### [Material provided]
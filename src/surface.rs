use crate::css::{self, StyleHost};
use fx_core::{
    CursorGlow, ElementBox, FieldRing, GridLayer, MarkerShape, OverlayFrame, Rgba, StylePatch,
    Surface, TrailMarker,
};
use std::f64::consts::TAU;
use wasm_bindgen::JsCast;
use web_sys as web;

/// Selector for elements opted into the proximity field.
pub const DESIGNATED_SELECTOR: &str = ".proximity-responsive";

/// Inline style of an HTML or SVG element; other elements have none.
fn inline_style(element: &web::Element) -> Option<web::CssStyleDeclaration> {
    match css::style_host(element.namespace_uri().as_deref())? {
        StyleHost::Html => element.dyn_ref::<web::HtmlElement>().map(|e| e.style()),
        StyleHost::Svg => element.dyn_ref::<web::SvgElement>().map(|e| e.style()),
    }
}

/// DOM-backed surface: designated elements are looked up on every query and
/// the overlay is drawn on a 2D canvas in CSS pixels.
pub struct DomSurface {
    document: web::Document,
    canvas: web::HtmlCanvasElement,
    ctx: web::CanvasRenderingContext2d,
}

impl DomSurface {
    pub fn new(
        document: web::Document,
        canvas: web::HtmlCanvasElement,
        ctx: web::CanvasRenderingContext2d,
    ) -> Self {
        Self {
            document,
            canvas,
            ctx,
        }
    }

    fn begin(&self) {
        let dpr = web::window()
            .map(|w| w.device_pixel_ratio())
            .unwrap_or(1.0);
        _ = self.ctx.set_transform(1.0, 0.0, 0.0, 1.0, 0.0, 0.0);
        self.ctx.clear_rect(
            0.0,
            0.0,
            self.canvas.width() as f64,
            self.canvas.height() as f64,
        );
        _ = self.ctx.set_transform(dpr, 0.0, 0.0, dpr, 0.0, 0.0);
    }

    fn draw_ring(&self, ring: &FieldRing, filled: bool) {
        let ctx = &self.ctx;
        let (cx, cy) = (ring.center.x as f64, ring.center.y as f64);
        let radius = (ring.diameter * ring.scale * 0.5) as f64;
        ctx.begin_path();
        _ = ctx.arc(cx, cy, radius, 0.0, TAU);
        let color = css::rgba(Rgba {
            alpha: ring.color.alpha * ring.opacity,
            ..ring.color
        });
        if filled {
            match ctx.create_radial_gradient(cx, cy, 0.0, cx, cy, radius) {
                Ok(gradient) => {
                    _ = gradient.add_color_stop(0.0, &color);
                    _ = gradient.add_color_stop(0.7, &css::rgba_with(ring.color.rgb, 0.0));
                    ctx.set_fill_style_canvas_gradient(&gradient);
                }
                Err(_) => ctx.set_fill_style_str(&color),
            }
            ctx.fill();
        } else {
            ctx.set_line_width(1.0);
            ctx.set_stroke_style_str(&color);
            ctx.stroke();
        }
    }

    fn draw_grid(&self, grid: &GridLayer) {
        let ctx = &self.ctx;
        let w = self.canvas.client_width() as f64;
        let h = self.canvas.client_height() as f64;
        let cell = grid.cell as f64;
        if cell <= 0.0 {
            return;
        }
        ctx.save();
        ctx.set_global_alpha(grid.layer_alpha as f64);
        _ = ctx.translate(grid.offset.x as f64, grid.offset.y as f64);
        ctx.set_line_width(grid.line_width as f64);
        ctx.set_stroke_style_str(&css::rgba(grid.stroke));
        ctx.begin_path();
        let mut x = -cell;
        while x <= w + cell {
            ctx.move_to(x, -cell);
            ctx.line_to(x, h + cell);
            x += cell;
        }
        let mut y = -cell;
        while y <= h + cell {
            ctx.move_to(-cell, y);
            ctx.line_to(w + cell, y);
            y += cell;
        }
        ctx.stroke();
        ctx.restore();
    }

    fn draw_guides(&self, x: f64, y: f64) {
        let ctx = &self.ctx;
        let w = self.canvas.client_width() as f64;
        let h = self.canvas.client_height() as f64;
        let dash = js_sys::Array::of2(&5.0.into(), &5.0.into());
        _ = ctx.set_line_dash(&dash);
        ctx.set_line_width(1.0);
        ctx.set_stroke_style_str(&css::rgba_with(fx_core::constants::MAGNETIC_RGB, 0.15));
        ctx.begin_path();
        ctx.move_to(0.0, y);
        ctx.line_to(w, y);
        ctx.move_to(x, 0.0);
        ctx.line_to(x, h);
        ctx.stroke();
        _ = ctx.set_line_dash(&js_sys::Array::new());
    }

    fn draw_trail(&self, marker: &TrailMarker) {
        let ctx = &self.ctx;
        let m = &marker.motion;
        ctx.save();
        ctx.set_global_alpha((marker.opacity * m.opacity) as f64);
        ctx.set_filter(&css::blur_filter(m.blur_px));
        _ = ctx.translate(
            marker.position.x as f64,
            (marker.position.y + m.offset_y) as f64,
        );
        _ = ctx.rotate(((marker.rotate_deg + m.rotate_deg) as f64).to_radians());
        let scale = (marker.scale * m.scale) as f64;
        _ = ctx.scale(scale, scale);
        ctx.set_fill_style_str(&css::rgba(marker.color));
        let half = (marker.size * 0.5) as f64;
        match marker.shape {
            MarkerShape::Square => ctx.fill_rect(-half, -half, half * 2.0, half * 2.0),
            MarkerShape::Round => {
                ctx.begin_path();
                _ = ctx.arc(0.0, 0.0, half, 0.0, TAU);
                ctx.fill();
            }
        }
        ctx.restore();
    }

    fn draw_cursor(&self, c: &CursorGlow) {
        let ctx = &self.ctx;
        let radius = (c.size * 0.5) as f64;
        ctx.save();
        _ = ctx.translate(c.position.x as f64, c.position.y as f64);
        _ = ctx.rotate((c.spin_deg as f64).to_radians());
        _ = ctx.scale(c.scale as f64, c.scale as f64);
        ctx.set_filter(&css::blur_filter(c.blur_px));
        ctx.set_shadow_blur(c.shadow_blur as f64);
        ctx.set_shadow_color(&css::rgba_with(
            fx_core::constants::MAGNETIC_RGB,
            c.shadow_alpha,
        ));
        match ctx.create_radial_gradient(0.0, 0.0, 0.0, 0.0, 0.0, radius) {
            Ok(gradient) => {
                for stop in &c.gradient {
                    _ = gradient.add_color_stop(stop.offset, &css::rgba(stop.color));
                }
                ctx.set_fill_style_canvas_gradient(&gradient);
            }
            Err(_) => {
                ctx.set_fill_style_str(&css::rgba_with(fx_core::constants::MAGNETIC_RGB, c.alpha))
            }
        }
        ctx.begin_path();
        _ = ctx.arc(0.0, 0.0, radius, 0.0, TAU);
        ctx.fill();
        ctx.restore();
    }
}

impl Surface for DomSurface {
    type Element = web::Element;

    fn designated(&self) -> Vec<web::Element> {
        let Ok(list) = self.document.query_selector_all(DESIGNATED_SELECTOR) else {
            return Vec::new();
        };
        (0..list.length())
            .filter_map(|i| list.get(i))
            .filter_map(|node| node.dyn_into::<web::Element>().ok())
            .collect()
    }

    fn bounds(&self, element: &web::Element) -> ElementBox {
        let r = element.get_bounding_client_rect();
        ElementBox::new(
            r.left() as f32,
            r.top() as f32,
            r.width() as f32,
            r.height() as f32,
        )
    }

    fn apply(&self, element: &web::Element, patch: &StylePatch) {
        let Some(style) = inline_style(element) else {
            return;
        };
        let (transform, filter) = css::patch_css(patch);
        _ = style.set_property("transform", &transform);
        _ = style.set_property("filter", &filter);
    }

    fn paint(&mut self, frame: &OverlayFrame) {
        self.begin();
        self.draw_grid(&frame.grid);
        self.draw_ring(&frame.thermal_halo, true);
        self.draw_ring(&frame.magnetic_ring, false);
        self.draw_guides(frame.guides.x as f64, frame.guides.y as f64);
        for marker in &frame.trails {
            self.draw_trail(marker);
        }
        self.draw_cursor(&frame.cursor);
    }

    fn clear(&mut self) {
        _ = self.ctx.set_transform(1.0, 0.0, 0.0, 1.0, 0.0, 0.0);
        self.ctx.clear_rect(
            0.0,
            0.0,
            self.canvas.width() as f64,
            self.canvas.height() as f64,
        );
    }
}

...

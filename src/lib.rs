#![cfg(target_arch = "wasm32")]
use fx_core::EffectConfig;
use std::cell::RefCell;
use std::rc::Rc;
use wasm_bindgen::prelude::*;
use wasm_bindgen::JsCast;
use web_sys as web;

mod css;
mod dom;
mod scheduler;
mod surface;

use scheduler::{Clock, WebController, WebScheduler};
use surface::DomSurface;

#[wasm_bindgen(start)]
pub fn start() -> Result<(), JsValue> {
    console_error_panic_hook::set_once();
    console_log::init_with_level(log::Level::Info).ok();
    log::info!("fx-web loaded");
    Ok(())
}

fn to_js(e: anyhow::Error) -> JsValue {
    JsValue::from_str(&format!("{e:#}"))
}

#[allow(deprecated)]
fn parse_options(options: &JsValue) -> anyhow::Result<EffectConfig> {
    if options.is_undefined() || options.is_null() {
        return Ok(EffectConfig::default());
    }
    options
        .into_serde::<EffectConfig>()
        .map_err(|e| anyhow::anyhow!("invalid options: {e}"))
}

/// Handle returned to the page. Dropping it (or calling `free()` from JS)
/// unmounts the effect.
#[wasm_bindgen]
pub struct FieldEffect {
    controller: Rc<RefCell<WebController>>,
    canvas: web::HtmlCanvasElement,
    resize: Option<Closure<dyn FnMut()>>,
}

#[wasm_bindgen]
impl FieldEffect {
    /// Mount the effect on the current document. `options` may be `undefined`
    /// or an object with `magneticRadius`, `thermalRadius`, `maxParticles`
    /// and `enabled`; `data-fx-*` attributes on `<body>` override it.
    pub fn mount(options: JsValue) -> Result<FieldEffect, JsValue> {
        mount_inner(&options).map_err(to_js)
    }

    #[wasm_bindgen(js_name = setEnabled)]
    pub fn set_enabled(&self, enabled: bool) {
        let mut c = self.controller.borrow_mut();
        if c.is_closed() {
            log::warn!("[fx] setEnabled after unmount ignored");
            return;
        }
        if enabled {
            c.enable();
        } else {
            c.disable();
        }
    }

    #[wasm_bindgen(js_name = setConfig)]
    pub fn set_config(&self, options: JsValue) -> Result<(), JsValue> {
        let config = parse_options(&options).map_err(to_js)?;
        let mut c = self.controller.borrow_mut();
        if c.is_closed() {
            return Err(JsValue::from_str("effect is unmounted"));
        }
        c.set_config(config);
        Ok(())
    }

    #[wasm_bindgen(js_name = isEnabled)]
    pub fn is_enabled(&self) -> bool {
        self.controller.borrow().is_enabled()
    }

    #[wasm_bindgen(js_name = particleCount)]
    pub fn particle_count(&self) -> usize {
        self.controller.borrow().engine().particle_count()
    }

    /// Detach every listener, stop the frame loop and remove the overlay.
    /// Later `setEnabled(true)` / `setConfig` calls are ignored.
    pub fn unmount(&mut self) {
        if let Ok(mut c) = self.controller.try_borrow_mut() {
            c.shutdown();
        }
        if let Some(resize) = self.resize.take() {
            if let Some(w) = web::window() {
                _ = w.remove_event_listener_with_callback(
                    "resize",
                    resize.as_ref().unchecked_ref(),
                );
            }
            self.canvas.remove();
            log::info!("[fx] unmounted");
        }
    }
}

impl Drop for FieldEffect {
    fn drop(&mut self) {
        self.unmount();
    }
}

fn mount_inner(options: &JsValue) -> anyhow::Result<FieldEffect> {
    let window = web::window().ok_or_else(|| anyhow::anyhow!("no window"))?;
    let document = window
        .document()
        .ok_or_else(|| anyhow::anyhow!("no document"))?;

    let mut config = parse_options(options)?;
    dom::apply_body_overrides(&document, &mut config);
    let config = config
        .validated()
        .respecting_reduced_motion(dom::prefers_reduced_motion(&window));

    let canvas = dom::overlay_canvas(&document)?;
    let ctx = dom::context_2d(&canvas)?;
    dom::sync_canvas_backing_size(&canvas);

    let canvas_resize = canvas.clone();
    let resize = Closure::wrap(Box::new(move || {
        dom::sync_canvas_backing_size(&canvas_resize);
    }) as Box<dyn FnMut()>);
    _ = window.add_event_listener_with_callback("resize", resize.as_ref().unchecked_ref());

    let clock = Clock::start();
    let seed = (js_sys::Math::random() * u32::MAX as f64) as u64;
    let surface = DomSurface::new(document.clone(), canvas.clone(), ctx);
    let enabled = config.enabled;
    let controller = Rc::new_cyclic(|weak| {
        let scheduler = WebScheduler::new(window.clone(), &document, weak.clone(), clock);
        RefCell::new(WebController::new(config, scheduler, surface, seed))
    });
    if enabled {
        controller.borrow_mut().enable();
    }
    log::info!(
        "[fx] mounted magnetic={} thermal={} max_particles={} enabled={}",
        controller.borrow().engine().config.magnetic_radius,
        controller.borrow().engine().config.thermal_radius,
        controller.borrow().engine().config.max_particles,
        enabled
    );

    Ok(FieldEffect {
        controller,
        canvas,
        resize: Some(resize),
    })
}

### [Task requirements]
Could you tally the lines in these records that contain the word "FieldEffect" and give only the result?

### [Output for this exercise]
6